__EXERCISE GOAL__. Repeat exactly, and only, the lines below starting at the line that contains "state.clone()" and ending at the line that contains "a pong unless", inclusive of both.

[Stored items]
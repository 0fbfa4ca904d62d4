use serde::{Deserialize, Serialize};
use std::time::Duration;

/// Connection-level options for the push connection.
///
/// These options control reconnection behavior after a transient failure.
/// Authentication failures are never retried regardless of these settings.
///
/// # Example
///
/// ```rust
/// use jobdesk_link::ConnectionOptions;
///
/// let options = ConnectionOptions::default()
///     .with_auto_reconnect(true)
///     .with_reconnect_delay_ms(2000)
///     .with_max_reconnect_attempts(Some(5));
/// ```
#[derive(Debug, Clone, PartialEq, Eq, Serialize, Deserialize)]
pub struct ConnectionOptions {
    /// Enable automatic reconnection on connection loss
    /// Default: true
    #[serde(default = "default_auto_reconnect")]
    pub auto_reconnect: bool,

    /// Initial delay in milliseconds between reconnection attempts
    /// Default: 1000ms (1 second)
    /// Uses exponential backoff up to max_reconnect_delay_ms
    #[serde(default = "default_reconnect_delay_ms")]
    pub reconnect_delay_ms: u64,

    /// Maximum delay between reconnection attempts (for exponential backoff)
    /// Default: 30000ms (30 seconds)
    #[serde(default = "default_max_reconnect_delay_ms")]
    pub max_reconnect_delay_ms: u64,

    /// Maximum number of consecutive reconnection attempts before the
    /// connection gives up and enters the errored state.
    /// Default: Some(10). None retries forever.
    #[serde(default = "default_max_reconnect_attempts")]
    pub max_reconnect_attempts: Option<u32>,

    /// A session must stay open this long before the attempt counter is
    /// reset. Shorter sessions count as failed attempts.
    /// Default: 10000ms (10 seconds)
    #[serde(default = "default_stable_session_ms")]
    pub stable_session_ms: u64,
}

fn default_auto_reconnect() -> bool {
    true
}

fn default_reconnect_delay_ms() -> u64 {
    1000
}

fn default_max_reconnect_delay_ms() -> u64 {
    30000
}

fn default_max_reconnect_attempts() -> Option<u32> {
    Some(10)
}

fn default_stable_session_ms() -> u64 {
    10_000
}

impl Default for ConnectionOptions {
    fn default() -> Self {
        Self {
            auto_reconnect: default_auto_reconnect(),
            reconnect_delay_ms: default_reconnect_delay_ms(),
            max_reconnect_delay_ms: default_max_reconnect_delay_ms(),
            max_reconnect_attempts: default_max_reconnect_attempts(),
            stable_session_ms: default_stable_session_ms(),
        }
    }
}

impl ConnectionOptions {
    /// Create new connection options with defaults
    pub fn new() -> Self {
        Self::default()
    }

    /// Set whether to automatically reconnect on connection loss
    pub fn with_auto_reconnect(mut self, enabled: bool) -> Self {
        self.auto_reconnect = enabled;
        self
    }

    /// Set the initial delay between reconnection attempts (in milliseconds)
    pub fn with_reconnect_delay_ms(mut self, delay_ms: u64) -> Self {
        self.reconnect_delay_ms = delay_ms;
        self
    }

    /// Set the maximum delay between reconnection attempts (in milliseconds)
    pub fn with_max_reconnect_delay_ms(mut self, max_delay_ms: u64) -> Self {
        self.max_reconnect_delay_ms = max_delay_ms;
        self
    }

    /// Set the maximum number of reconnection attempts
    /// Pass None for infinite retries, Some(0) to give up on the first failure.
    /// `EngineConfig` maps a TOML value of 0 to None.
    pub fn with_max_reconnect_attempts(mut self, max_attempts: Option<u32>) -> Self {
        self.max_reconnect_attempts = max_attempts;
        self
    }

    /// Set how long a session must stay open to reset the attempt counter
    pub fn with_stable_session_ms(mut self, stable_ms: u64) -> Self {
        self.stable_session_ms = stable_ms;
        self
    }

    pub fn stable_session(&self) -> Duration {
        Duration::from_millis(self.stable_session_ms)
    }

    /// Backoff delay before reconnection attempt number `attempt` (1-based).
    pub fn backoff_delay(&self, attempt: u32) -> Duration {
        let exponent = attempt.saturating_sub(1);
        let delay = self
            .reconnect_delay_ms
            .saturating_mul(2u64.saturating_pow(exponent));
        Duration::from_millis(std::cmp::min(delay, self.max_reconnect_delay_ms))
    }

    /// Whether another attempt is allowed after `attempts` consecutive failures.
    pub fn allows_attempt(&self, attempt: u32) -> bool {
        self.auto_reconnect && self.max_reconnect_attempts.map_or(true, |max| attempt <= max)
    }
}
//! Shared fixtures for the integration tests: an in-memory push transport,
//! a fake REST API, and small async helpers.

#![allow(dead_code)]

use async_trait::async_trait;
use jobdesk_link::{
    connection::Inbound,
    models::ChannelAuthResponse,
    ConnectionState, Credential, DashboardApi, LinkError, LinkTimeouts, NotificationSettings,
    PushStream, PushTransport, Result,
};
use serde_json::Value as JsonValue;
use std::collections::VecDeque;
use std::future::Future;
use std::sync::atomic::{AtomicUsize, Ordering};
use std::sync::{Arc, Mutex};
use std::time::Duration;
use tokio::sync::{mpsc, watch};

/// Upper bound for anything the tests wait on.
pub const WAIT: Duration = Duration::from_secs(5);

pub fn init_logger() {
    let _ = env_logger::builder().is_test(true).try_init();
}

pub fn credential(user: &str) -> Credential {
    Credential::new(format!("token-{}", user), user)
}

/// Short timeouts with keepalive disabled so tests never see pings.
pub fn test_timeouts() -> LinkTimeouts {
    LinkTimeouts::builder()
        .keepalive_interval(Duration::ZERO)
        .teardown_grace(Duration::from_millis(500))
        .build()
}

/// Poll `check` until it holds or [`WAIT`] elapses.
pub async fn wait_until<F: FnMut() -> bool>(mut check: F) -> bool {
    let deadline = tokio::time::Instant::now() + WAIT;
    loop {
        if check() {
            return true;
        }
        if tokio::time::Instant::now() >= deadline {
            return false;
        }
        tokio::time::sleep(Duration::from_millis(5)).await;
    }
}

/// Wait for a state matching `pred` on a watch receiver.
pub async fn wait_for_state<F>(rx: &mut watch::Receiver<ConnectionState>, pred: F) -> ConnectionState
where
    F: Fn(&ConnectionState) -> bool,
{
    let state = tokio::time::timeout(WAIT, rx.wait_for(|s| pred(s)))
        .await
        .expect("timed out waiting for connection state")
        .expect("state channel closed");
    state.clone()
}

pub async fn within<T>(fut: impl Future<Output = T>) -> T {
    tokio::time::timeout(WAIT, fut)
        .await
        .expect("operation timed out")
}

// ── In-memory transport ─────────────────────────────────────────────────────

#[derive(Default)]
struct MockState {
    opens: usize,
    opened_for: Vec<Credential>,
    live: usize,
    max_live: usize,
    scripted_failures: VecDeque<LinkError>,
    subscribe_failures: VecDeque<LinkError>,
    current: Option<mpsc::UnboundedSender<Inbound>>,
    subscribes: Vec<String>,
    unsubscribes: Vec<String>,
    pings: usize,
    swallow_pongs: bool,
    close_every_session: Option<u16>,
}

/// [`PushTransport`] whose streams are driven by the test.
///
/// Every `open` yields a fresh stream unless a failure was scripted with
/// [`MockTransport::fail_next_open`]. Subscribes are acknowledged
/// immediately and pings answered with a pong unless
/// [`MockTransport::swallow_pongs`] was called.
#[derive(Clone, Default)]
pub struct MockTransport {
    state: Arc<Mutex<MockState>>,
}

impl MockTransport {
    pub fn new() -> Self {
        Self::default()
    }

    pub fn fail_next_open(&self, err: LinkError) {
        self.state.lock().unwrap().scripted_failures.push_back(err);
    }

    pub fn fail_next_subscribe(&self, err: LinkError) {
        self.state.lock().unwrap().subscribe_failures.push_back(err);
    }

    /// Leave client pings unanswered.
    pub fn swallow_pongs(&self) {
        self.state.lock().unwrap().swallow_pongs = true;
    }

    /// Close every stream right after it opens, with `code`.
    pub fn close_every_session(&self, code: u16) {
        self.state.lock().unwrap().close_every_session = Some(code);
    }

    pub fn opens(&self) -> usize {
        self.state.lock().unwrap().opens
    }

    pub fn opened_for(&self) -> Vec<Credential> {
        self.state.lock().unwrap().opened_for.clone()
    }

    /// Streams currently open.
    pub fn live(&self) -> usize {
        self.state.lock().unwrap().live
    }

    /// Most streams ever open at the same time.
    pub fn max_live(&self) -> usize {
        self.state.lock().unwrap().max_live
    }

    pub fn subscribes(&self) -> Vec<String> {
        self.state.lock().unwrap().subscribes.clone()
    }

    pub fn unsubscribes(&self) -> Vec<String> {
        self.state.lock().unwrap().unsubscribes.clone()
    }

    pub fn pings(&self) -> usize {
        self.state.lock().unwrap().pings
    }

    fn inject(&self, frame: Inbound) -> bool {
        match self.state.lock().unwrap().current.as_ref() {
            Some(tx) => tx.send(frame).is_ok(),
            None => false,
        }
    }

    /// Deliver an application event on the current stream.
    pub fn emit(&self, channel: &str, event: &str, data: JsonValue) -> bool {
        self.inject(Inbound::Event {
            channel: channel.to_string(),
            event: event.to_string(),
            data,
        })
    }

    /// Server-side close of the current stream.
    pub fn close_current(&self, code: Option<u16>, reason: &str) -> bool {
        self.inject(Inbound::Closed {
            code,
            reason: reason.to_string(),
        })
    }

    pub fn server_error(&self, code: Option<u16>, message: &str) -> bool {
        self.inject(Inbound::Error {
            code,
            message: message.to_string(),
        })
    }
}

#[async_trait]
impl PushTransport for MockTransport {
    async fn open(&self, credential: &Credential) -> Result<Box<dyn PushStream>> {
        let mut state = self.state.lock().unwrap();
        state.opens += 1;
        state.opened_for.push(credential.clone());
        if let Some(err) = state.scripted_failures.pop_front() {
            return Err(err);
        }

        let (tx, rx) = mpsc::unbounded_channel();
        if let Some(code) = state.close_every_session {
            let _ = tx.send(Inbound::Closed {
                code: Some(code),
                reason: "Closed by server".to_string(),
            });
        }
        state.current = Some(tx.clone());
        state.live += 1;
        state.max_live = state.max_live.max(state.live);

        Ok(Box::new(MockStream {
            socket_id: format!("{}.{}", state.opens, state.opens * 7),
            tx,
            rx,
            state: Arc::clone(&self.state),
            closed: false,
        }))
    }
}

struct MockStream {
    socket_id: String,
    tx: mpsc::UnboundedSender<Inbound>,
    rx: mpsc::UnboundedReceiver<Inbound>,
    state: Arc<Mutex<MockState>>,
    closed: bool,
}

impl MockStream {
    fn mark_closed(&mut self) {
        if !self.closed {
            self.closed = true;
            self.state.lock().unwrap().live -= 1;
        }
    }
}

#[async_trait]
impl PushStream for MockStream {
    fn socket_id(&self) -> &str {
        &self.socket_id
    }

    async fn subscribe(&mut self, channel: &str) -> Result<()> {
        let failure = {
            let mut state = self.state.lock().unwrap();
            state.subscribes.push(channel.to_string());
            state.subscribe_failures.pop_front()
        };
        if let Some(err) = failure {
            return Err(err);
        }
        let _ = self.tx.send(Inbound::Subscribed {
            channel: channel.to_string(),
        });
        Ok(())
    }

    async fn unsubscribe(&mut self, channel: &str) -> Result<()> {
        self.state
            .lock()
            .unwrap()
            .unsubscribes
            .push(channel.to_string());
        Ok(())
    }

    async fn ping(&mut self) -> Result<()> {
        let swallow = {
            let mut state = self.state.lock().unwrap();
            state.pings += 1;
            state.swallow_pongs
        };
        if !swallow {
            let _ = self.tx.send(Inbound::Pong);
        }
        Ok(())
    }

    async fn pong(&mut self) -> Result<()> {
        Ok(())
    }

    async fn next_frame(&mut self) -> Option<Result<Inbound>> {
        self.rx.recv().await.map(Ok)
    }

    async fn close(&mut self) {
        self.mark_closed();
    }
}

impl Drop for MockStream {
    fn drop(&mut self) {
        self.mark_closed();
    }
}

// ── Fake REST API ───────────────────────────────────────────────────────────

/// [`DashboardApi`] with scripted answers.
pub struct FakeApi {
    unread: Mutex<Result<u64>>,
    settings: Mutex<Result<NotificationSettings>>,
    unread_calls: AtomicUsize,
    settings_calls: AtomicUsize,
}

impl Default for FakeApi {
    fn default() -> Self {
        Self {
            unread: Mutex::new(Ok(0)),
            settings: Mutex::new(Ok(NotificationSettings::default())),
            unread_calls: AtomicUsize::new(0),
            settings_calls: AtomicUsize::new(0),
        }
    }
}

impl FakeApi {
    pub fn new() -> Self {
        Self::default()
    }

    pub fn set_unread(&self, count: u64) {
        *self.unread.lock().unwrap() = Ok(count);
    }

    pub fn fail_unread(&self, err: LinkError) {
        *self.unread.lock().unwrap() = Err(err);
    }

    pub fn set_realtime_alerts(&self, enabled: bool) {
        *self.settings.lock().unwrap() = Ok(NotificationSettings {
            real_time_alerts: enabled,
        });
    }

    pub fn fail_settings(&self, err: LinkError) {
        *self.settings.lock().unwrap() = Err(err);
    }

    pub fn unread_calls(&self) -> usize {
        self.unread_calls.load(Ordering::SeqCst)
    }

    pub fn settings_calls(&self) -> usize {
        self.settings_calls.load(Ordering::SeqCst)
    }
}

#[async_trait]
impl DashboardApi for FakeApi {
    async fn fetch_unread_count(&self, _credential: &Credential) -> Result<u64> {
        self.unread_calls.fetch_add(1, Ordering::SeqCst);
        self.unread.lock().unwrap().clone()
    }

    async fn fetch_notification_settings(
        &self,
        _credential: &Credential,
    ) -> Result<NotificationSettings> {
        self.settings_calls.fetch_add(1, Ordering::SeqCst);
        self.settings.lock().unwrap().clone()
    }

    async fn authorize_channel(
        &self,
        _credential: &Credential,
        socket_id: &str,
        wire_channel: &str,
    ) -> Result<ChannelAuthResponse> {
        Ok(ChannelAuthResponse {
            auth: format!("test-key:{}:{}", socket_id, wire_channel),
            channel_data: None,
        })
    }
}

__OUTPUT OF THE EXERCISE__.
    state.clone()
}

pub async fn within<T>(fut: impl Future<Output = T>) -> T {
    tokio::time::timeout(WAIT, fut)
        .await
        .expect("operation timed out")
}

// ── In-memory transport ─────────────────────────────────────────────────────

#[derive(Default)]
struct MockState {
    opens: usize,
    opened_for: Vec<Credential>,
    live: usize,
    max_live: usize,
    scripted_failures: VecDeque<LinkError>,
    subscribe_failures: VecDeque<LinkError>,
    current: Option<mpsc::UnboundedSender<Inbound>>,
    subscribes: Vec<String>,
    unsubscribes: Vec<String>,
    pings: usize,
    swallow_pongs: bool,
    close_every_session: Option<u16>,
}

/// [`PushTransport`] whose streams are driven by the test.
///
/// Every `open` yields a fresh stream unless a failure was scripted with
/// [`MockTransport::fail_next_open`]. Subscribes are acknowledged
/// immediately and pings answered with a pong unless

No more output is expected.